The MidJourney scanner was developed in partnership with ultrasound tech company Butterfly Network, which said it uses “40 Butterfly Ultrasound-on-Chip™ imaging modules per system.”

The scanning process begins by stepping onto a platform that is lowered into the water on rails through a ring of thousands of transducers that create ultrasonic waves and then records and analyzes the waves as they pass through your body and creates detailed 3D images, it said, adding that the scan will take about 60 seconds. Holz said about a dozen people have been scanned so far.

It begins with stepping into a shallow pool of golden light. Then you start descending into the water. Your body passes through a ring of sensors underwater, each using its echolocation to act like a dolphin. The sensors send ultrasonic sound waves from every angle into your body. With enough waves and enough angles, we create an image of what’s happening inside your body.

It combines those sensors with two petaflops of processing power. But after watching the livestreamed reveal, I’m still not clear on what MidJourney’s AI image generation technology actually has to do with the MidJourney medical effort, beyond a substitute business for otherwise unused AI computation.

Holz hopes to install 10 scanners at the MidJourney Spa location in San Francisco’s Union Square that will open before the end of 2027, and offer to scan the hands of attendees at its launch event. The MidJourney Spa will feature a gym, sauna and scanning rooms equipped with cold plunge as well as hot tubs where visitors will get into the water for scanning.

He noted that various medical applications will require FDA approval, but for now, MidJourney Medical says it is working on “body composition maps,” which do not require the same level of approval as diagnostic imaging.
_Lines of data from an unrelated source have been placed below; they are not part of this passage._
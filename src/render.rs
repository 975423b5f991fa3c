//! Procedural rendering of the SAFE app icon.
//!
//! The icon is a vertical purple gradient with a white alert triangle in the
//! middle, an exclamation mark inside the triangle and a "SAFE" caption near
//! the bottom edge. Every measurement is a fixed ratio of the icon size, so
//! all resolutions share the same relative geometry.

use crate::draw::{fill_circle, fill_convex_polygon, fill_rect, fill_row};
use crate::font::{default_chain, load_caption_font, FontSource};
use anyhow::{anyhow, Result};
use image::{Rgb, RgbImage};
use log::warn;

/// Caption drawn under the triangle.
pub const CAPTION: &str = "SAFE";

/// Colours used by the icon.
#[derive(Debug, Clone, Copy, PartialEq, Eq)]
pub struct Palette {
    /// Top of the gradient, also used for the exclamation mark (#667eea).
    pub start: Rgb<u8>,
    /// Bottom of the gradient (#764ba2).
    pub end: Rgb<u8>,
    /// Triangle and caption.
    pub foreground: Rgb<u8>,
}

pub const PALETTE: Palette = Palette {
    start: Rgb([102, 126, 234]),
    end: Rgb([118, 75, 162]),
    foreground: Rgb([255, 255, 255]),
};

impl Palette {
    /// Gradient colour for row `row` of an icon `size` pixels tall.
    pub fn gradient_at(&self, row: u32, size: u32) -> Rgb<u8> {
        if size == 0 {
            return self.start;
        }
        let ratio = row as f64 / size as f64;
        let lerp = |from: u8, to: u8| {
            let value = from as f64 + (to as f64 - from as f64) * ratio;
            value as u8
        };

        Rgb([
            lerp(self.start[0], self.end[0]),
            lerp(self.start[1], self.end[1]),
            lerp(self.start[2], self.end[2]),
        ])
    }
}

/// Pixel geometry of the icon at one size.
#[derive(Debug, Clone, Copy, PartialEq, Eq)]
pub struct Geometry {
    pub size: u32,
    pub center: (i32, i32),
    pub triangle_size: i32,
    pub bar_width: i32,
    pub bar_height: i32,
    pub dot_radius: i32,
    pub font_size: u32,
}

impl Geometry {
    pub fn new(size: u32) -> Self {
        let ratio = |r: f64| (size as f64 * r) as i32;
        let center = (size / 2) as i32;

        Self {
            size,
            center: (center, center),
            triangle_size: ratio(0.4),
            bar_width: ratio(0.04),
            bar_height: ratio(0.15),
            dot_radius: ratio(0.03),
            font_size: ratio(0.12) as u32,
        }
    }

    /// Apex, bottom-left and bottom-right vertices of the alert triangle.
    pub fn triangle(&self) -> [(i32, i32); 3] {
        let (cx, cy) = self.center;
        let half = self.triangle_size / 2;
        [(cx, cy - half), (cx - half, cy + half), (cx + half, cy + half)]
    }

    /// Inclusive corners of the exclamation bar.
    pub fn bar(&self) -> ((i32, i32), (i32, i32)) {
        let (cx, cy) = self.center;
        let x = cx - self.bar_width / 2;
        let y = cy - self.bar_height / 2;
        ((x, y), (x + self.bar_width, y + self.bar_height))
    }

    /// Centre of the exclamation dot.
    pub fn dot_center(&self) -> (i32, i32) {
        let (cx, cy) = self.center;
        let gap = (self.dot_radius as f64 * 1.5) as i32;
        (cx, cy + self.bar_height / 2 + gap)
    }

    /// Top edge of the caption line box.
    pub fn caption_top(&self) -> i32 {
        (self.size as f64 * 0.85) as i32 - (self.font_size / 2) as i32
    }
}

/// Render the icon at `size` x `size` using the default caption font chain.
pub fn render(size: u32) -> RgbImage {
    render_with_fonts(size, &default_chain())
}

/// Render the icon, resolving the caption font from `fonts`.
///
/// Caption failures are logged and the icon is returned without text.
pub fn render_with_fonts(size: u32, fonts: &[FontSource]) -> RgbImage {
    let geometry = Geometry::new(size);
    let mut canvas = RgbImage::new(size, size);

    draw_background(&mut canvas, &PALETTE);
    draw_alert(&mut canvas, &geometry, &PALETTE);

    if let Err(err) = draw_caption(&mut canvas, &geometry, fonts, PALETTE.foreground) {
        warn!("Could not add text to {size}x{size} icon: {err:#}");
    }

    canvas
}

fn draw_background(canvas: &mut RgbImage, palette: &Palette) {
    let size = canvas.height();
    for row in 0..size {
        fill_row(canvas, row, palette.gradient_at(row, size));
    }
}

fn draw_alert(canvas: &mut RgbImage, geometry: &Geometry, palette: &Palette) {
    fill_convex_polygon(canvas, &geometry.triangle(), palette.foreground);

    let ((x0, y0), (x1, y1)) = geometry.bar();
    fill_rect(canvas, x0, y0, x1, y1, palette.start);

    let (dx, dy) = geometry.dot_center();
    fill_circle(canvas, dx, dy, geometry.dot_radius, palette.start);
}

fn draw_caption(
    canvas: &mut RgbImage,
    geometry: &Geometry,
    fonts: &[FontSource],
    color: Rgb<u8>,
) -> Result<()> {
    if geometry.font_size == 0 {
        return Err(anyhow!("icon too small for a caption"));
    }

    let font = load_caption_font(fonts)?;
    let extent = font
        .measure(CAPTION, geometry.font_size)
        .ok_or_else(|| anyhow!("caption {CAPTION:?} has no visible glyphs"))?;

    let ink_x = (geometry.size as i32 - extent.width as i32) / 2;
    font.draw(
        canvas,
        CAPTION,
        geometry.font_size,
        ink_x - extent.left,
        geometry.caption_top(),
        color,
    );

    Ok(())
}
It also says that “libraries of scans” created by users can be shared with doctors, AI health tools or others, and “we take data privacy seriously – more details on our data policies will come as we get closer to launch.”

Holz suggested that eventually these scans could be better than MRI, without radiation, powerful magnets or other complicating factors, to get a look at what’s going on inside people’s bodies “really quickly.” In response to a question, he envisioned a future where the FDA would have a range of tools to look for “weird” things and allow people to “try to get as much data as possible.”